GEOPOLITICAL CONFLICTS

Google has also focused on the cyber threats registered in the great powers of Eastern Europe, Asia and the Middle East, underlining that the war in Ukraine will continue to be the main focus of cyber espionage operations and that State-sponsored tactics The ‘Big Four’ (Russia, China, North Korea and Iran) will continue to evolve.

In this case, Russia It will use cyber attacks and information operations to support its global interests, with governments and organizations in the Middle East and Northern Europe. Likewise, the Russians will continue to use a variety of tactics to promote Russian interests and weaken opponents.

Google also anticipates that the institutional investments that China The efforts made to equip their cyber threat operators over the past decade will continue to drive threat activity volume and capability development trends through 2025.

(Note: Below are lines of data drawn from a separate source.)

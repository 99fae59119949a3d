use std::fs::{File, OpenOptions};
use std::io::{Read, Seek, SeekFrom, Write};
use std::path::Path;

use crate::error::Result;

/// Every page on disk is exactly this many bytes. Not configurable: there is
/// no file header to store a different value in (see SPEC_FULL.md §3).
pub const PAGE_SIZE: usize = 4096;

/// Presents the backing file as an array of fixed-size pages. Owns the file
/// exclusively; reads and writes go straight to the OS with no buffer pool
/// and no caching, so "durable" here just means "flushed".
pub struct PagedFile {
    file: File,
}

impl PagedFile {
    /// Opens `path`, creating it (and writing one zero-filled page so page 0
    /// exists) if absent.
    pub fn open(path: &Path) -> Result<Self> {
        let is_new = !path.exists();

        let mut file = OpenOptions::new()
            .read(true)
            .write(true)
            .create(true)
            .open(path)?;

        if is_new {
            log::debug!("creating new paged file at {}", path.display());
            file.write_all(&[0u8; PAGE_SIZE])?;
            file.flush()?;
        }

        Ok(Self { file })
    }

    /// Current page count, derived from file length.
    pub fn num_pages(&self) -> Result<u32> {
        let len = self.file.metadata()?.len();
        Ok((len / PAGE_SIZE as u64) as u32)
    }

    /// Appends one zero-filled page and returns its page id.
    pub fn allocate_page(&mut self) -> Result<u32> {
        let page_id = self.num_pages()?;
        self.file.seek(SeekFrom::End(0))?;
        self.file.write_all(&[0u8; PAGE_SIZE])?;
        self.file.flush()?;
        log::trace!("allocated page {page_id}");
        Ok(page_id)
    }

    /// Reads the full contents of page `id`.
    pub fn read_page(&mut self, id: u32) -> Result<[u8; PAGE_SIZE]> {
        self.file
            .seek(SeekFrom::Start(id as u64 * PAGE_SIZE as u64))?;
        let mut buf = [0u8; PAGE_SIZE];
        self.file.read_exact(&mut buf)?;
        Ok(buf)
    }

    /// Overwrites page `id` with `bytes` and flushes.
    pub fn write_page(&mut self, id: u32, bytes: &[u8; PAGE_SIZE]) -> Result<()> {
        self.file
            .seek(SeekFrom::Start(id as u64 * PAGE_SIZE as u64))?;
        self.file.write_all(bytes)?;
        self.file.flush()?;
        Ok(())
    }

    pub fn flush(&mut self) -> Result<()> {
        self.file.flush()?;
        Ok(())
    }
}
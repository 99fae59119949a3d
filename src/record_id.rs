use crate::error::StorageError;

/// A stable handle to a record's slot: which page it lives on and which
/// slot within that page's directory. Encoded to a single `u32` at the
/// boundary (catalog/index/table layers only ever pass the encoded form
/// around); decoded back to this struct wherever a page/slot pair is
/// actually needed.
#[derive(Debug, Clone, Copy, PartialEq, Eq, Hash, PartialOrd, Ord)]
pub struct RecordId {
    pub page: u16,
    pub slot: u16,
}

impl RecordId {
    pub fn new(page: u16, slot: u16) -> Self {
        Self { page, slot }
    }

    pub fn encode(self) -> u32 {
        ((self.page as u32) << 16) | (self.slot as u32)
    }

    pub fn decode(encoded: u32) -> Self {
        Self {
            page: (encoded >> 16) as u16,
            slot: (encoded & 0xFFFF) as u16,
        }
    }

    /// Parses a record id from the `-1`-means-"all rows" convention used at
    /// the host boundary (see `TableManager::delete_from`).
    pub fn decode_signed(raw: i64) -> crate::error::Result<Option<Self>> {
        if raw < 0 {
            return Ok(None);
        }
        if raw > u32::MAX as i64 {
            return Err(StorageError::InvalidRecordId(format!(
                "record id {raw} out of range"
            )));
        }
        Ok(Some(Self::decode(raw as u32)))
    }
}
use crate::paged_file::{PagedFile, PAGE_SIZE};
use crate::page::SlottedPage;
use crate::record_id::RecordId;

/// A forward, single-pass cursor over every live record in the file, in
/// (page ascending, slot ascending) order. Holds the current page's image
/// only — it is not a cursor into the heap itself, so mutating the heap
/// through `RecordHeap` while an iterator built from it is alive is a
/// compile error (the iterator holds the paged file borrowed exclusively),
/// not just a documented hazard.
pub struct RecordIterator<'a> {
    file: &'a mut PagedFile,
    current_page: u32,
    current_slot: u16,
    current_buf: Option<[u8; PAGE_SIZE]>,
}

impl<'a> RecordIterator<'a> {
    pub(crate) fn new(file: &'a mut PagedFile) -> Self {
        let current_buf = file.read_page(0).ok();
        Self {
            file,
            current_page: 0,
            current_slot: 0,
            current_buf,
        }
    }
}

impl<'a> Iterator for RecordIterator<'a> {
    type Item = (Vec<u8>, RecordId);

    fn next(&mut self) -> Option<Self::Item> {
        loop {
            self.current_buf.as_ref()?;

            let slot_count = {
                let buf = self.current_buf.as_mut().unwrap();
                SlottedPage::new(buf).slot_count()
            };

            if self.current_slot >= slot_count {
                self.current_page += 1;
                self.current_slot = 0;
                match self.file.read_page(self.current_page) {
                    Ok(next_buf) => {
                        self.current_buf = Some(next_buf);
                        continue;
                    }
                    Err(_) => {
                        // No more pages: the normal end-of-stream signal.
                        self.current_buf = None;
                        return None;
                    }
                }
            }

            let slot = self.current_slot;
            self.current_slot += 1;

            let buf = self.current_buf.as_mut().unwrap();
            let page = SlottedPage::new(buf);
            if page.is_tombstoned(slot) {
                continue;
            }
            let payload = page
                .get(slot)
                .expect("non-tombstoned slot must be readable")
                .to_vec();
            return Some((payload, RecordId::new(self.current_page as u16, slot)));
        }
    }
}
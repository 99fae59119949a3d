use crate::catalog::Catalog;
use crate::error::{Result, StorageError};
use crate::heap::RecordHeap;
use crate::index::IndexManager;
use crate::record_id::RecordId;

/// Composes Record Heap, Catalog, and Index Layer to enforce schema arity
/// on mutation and keep indexes in sync with the heap. This is the only
/// layer that understands the `<table>|v0|v1|...` tagging convention.
pub struct TableManager;

impl TableManager {
    /// Builds `<table>|v0|v1|...` at the byte level — values are opaque
    /// byte strings, not necessarily valid UTF-8 once other tables' records
    /// share the heap.
    fn tag(table: &str, values: &[String]) -> Vec<u8> {
        let mut buf = Vec::from(table.as_bytes());
        for v in values {
            buf.push(b'|');
            buf.extend_from_slice(v.as_bytes());
        }
        buf
    }

    /// Splits a tagged data record into its table name and values, on the
    /// raw `|` byte. Returns `None` for schema records or anything else
    /// without a recognizable `<table>|...` shape. Never requires the
    /// payload to be valid UTF-8.
    fn untag(payload: &[u8]) -> Option<(&[u8], Vec<&[u8]>)> {
        if payload.starts_with(b"SCHEMA|") {
            return None;
        }
        let mut parts = payload.split(|&b| b == b'|');
        let table = parts.next()?;
        Some((table, parts.collect()))
    }

    fn unindex(index: &mut IndexManager, columns: &[String], table: &str, values: &[&[u8]], id: RecordId) {
        for (col, val) in columns.iter().zip(values.iter()) {
            let val = String::from_utf8_lossy(val);
            index.delete_entry(table, col, &val, id);
        }
    }

    fn schema_for<'c>(catalog: &'c Catalog, table: &str) -> Result<&'c crate::catalog::TableSchema> {
        catalog
            .get_schema(table)
            .ok_or_else(|| StorageError::TableNotFound(table.to_string()))
    }

    /// Serializes `values` as `<table>|v0|v1|...`, inserts into the heap,
    /// and indexes every column that has a registered index. Fails on
    /// arity mismatch against the table's schema.
    pub fn insert_into(
        heap: &mut RecordHeap,
        catalog: &Catalog,
        index: &mut IndexManager,
        table: &str,
        values: Vec<String>,
    ) -> Result<RecordId> {
        let schema = Self::schema_for(catalog, table)?;
        if values.len() != schema.columns.len() {
            return Err(StorageError::ArityMismatch {
                table: table.to_string(),
                expected: schema.columns.len(),
                got: values.len(),
            });
        }

        let payload = Self::tag(table, &values);
        let id = heap.insert_record(&payload)?;

        for (col, val) in schema.columns.iter().zip(values.iter()) {
            index.insert_entry(table, col, val, id);
        }
        Ok(id)
    }

    /// `rid = None` deletes every live record tagged for `table`; this
    /// collects ids in a first pass (via the iterator) and deletes them in
    /// a second, because mutating the heap mid-iteration invalidates the
    /// iterator. `Some(rid)` deletes just that record.
    pub fn delete_from(
        heap: &mut RecordHeap,
        catalog: &Catalog,
        index: &mut IndexManager,
        table: &str,
        rid: Option<RecordId>,
    ) -> Result<()> {
        let schema = Self::schema_for(catalog, table)?;

        match rid {
            Some(id) => {
                let payload = heap.get_record(id)?;
                if let Some((t, values)) = Self::untag(&payload) {
                    if t == table.as_bytes() {
                        Self::unindex(index, &schema.columns, table, &values, id);
                    }
                }
                heap.delete_record(id)?;
            }
            None => {
                let prefix = format!("{table}|");
                let prefix = prefix.as_bytes();
                let matches: Vec<(RecordId, Vec<u8>)> = heap
                    .iter_all()
                    .filter(|(bytes, _)| bytes.starts_with(prefix))
                    .map(|(bytes, id)| (id, bytes))
                    .collect();

                for (id, bytes) in matches {
                    if let Some((_, values)) = Self::untag(&bytes) {
                        Self::unindex(index, &schema.columns, table, &values, id);
                    }
                    heap.delete_record(id)?;
                }
            }
        }
        Ok(())
    }

    /// Removes the old indexed values, updates the heap (in place or via
    /// relocation), then re-indexes the new values against whichever id
    /// `update_record` returns — the specified behavior when a grown
    /// update relocates the record.
    pub fn update(
        heap: &mut RecordHeap,
        catalog: &Catalog,
        index: &mut IndexManager,
        table: &str,
        rid: RecordId,
        new_values: Vec<String>,
    ) -> Result<RecordId> {
        let schema = Self::schema_for(catalog, table)?;
        if new_values.len() != schema.columns.len() {
            return Err(StorageError::ArityMismatch {
                table: table.to_string(),
                expected: schema.columns.len(),
                got: new_values.len(),
            });
        }

        let old_payload = heap.get_record(rid)?;
        if let Some((_, old_values)) = Self::untag(&old_payload) {
            Self::unindex(index, &schema.columns, table, &old_values, rid);
        }

        let new_payload = Self::tag(table, &new_values);
        let new_id = heap.update_record(rid, &new_payload)?;

        for (col, val) in schema.columns.iter().zip(new_values.iter()) {
            index.insert_entry(table, col, val, new_id);
        }
        Ok(new_id)
    }

    pub fn select(heap: &mut RecordHeap, rid: RecordId) -> Result<Vec<u8>> {
        heap.get_record(rid)
    }

    /// Every live record tagged for `table`, with the `<table>|` prefix
    /// stripped. Works on raw bytes throughout: a value is an opaque byte
    /// string and need not be valid UTF-8.
    pub fn scan(heap: &mut RecordHeap, table: &str) -> Vec<Vec<u8>> {
        let prefix = format!("{table}|");
        let prefix = prefix.as_bytes();
        heap.iter_all()
            .filter_map(|(bytes, _)| {
                bytes.starts_with(prefix).then(|| bytes[prefix.len()..].to_vec())
            })
            .collect()
    }
}

#[cfg(test)]
mod tests {
    use super::*;
    use tempfile::NamedTempFile;

    struct Fixture {
        heap: RecordHeap,
        catalog: Catalog,
        index: IndexManager,
        _tmp: NamedTempFile,
    }

    fn fixture_with_table(table: &str, cols: &[&str]) -> Fixture {
        let tmp = NamedTempFile::new().unwrap();
        std::fs::remove_file(tmp.path()).unwrap();
        let mut heap = RecordHeap::open(tmp.path()).unwrap();
        let mut catalog = Catalog::load(&mut heap).unwrap();
        catalog
            .create_table(&mut heap, table, cols.iter().map(|s| s.to_string()).collect())
            .unwrap();
        Fixture {
            heap,
            catalog,
            index: IndexManager::new(),
            _tmp: tmp,
        }
    }

    #[test]
    fn insert_then_select_and_scan() {
        let mut f = fixture_with_table("users", &["id", "name"]);
        let rid = TableManager::insert_into(
            &mut f.heap,
            &f.catalog,
            &mut f.index,
            "users",
            vec!["1".into(), "Alice".into()],
        )
        .unwrap();

        let record = TableManager::select(&mut f.heap, rid).unwrap();
        assert_eq!(record, b"users|1|Alice");

        let rows = TableManager::scan(&mut f.heap, "users");
        assert_eq!(rows, vec![b"1|Alice".to_vec()]);
    }

    #[test]
    fn insert_with_wrong_arity_fails() {
        let mut f = fixture_with_table("users", &["id", "name"]);
        let err = TableManager::insert_into(
            &mut f.heap,
            &f.catalog,
            &mut f.index,
            "users",
            vec!["1".into()],
        );
        assert!(err.is_err());
    }

    #[test]
    fn delete_by_id_removes_record() {
        let mut f = fixture_with_table("users", &["id", "name"]);
        let rid = TableManager::insert_into(
            &mut f.heap,
            &f.catalog,
            &mut f.index,
            "users",
            vec!["1".into(), "Alice".into()],
        )
        .unwrap();

        TableManager::delete_from(&mut f.heap, &f.catalog, &mut f.index, "users", Some(rid))
            .unwrap();
        assert!(TableManager::select(&mut f.heap, rid).is_err());
        assert!(TableManager::scan(&mut f.heap, "users").is_empty());
    }

    #[test]
    fn delete_all_removes_only_target_table_rows() {
        let mut f = fixture_with_table("t", &["a"]);
        f.catalog
            .create_table(&mut f.heap, "u", vec!["b".into()])
            .unwrap();

        for v in ["x", "y", "z"] {
            TableManager::insert_into(&mut f.heap, &f.catalog, &mut f.index, "t", vec![v.into()])
                .unwrap();
        }
        TableManager::insert_into(&mut f.heap, &f.catalog, &mut f.index, "u", vec!["keep".into()])
            .unwrap();

        TableManager::delete_from(&mut f.heap, &f.catalog, &mut f.index, "t", None).unwrap();

        assert!(TableManager::scan(&mut f.heap, "t").is_empty());
        assert_eq!(TableManager::scan(&mut f.heap, "u"), vec![b"keep".to_vec()]);
    }

    #[test]
    fn update_shrinking_keeps_id_and_reindexes() {
        let mut f = fixture_with_table("t", &["a"]);
        f.index.create_index("t", "a");
        let rid = TableManager::insert_into(
            &mut f.heap,
            &f.catalog,
            &mut f.index,
            "t",
            vec!["AAAAAAAAAA".into()],
        )
        .unwrap();
        f.index.insert_entry("t", "a", "AAAAAAAAAA", rid);

        let new_id =
            TableManager::update(&mut f.heap, &f.catalog, &mut f.index, "t", rid, vec!["BB".into()])
                .unwrap();
        assert_eq!(new_id, rid);
        assert!(f.index.search("t", "a", "AAAAAAAAAA").is_empty());
        assert_eq!(f.index.search("t", "a", "BB"), vec![rid]);
    }

    #[test]
    fn update_growing_relocates_and_reindexes_new_id() {
        let mut f = fixture_with_table("t", &["a"]);
        f.index.create_index("t", "a");
        let rid = TableManager::insert_into(&mut f.heap, &f.catalog, &mut f.index, "t", vec!["AA".into()])
            .unwrap();
        f.index.insert_entry("t", "a", "AA", rid);

        let big = "C".repeat(64);
        let new_id = TableManager::update(
            &mut f.heap,
            &f.catalog,
            &mut f.index,
            "t",
            rid,
            vec![big.clone()],
        )
        .unwrap();

        assert_ne!(new_id, rid);
        assert!(f.index.search("t", "a", "AA").is_empty());
        assert_eq!(f.index.search("t", "a", &big), vec![new_id]);
        assert!(TableManager::select(&mut f.heap, rid).is_err());
    }

    #[test]
    fn scan_and_delete_all_handle_non_utf8_values() {
        let mut f = fixture_with_table("t", &["a"]);
        // Bypass insert_into to plant a record whose value is not valid
        // UTF-8 — values are opaque byte strings, so scan/delete_from must
        // not require the whole payload to decode as text.
        let mut payload = b"t|".to_vec();
        payload.extend_from_slice(&[0xFF, 0xFE, b'x']);
        f.heap.insert_record(&payload).unwrap();

        let rows = TableManager::scan(&mut f.heap, "t");
        assert_eq!(rows, vec![vec![0xFF, 0xFE, b'x']]);

        TableManager::delete_from(&mut f.heap, &f.catalog, &mut f.index, "t", None).unwrap();
        assert!(TableManager::scan(&mut f.heap, "t").is_empty());
    }
}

So much so that, according to the firm, it is expected to continue observing malicious actors that support the Chinese State continue to execute stealth tasks, including redes Operational Relay Box (ORB), to hide operator traffic and exploit ‘zero day’ vulnerabilities.

Iran, For its part, it will focus on the conflict with Israel and Hamas, supporting operations aimed at governments and organizations in the Middle East and North Africa, while North Korea will continue with cyberespionage and cybercrime campaigns to support its geopolitical objectives and generate income by stealing cryptocurrencies.

TRENDS IN EMEA

The report also highlights the trends that will occur in 2025 in the countries of Europe, the Middle East and Africa (EMEA), which are based on three focuses. The first of them determines that 2025 will be a “crucial” year for compliance with the new Network and Information Security Directive (NIS2), which will impose stricter security requirements and expand its reach to more sectors.

In this way, organizations must invest in training programs and technologies focused on security and incident response planning to comply with what this legislation requires.

Google has also noted that geopolitical conflicts drive threats and that countries that align themselves with these confrontations may suffer consequences in the cyber sphere. Therefore, he believes that EMEA companies they should be prepared to confront attacks directed at critical infrastructures.

Finally, he indicated that cloud security will continue to be a key priority and that be careful with configuration errorsinadequate monitoring, credential reuse, or poor security practices in unmanaged cloud environments.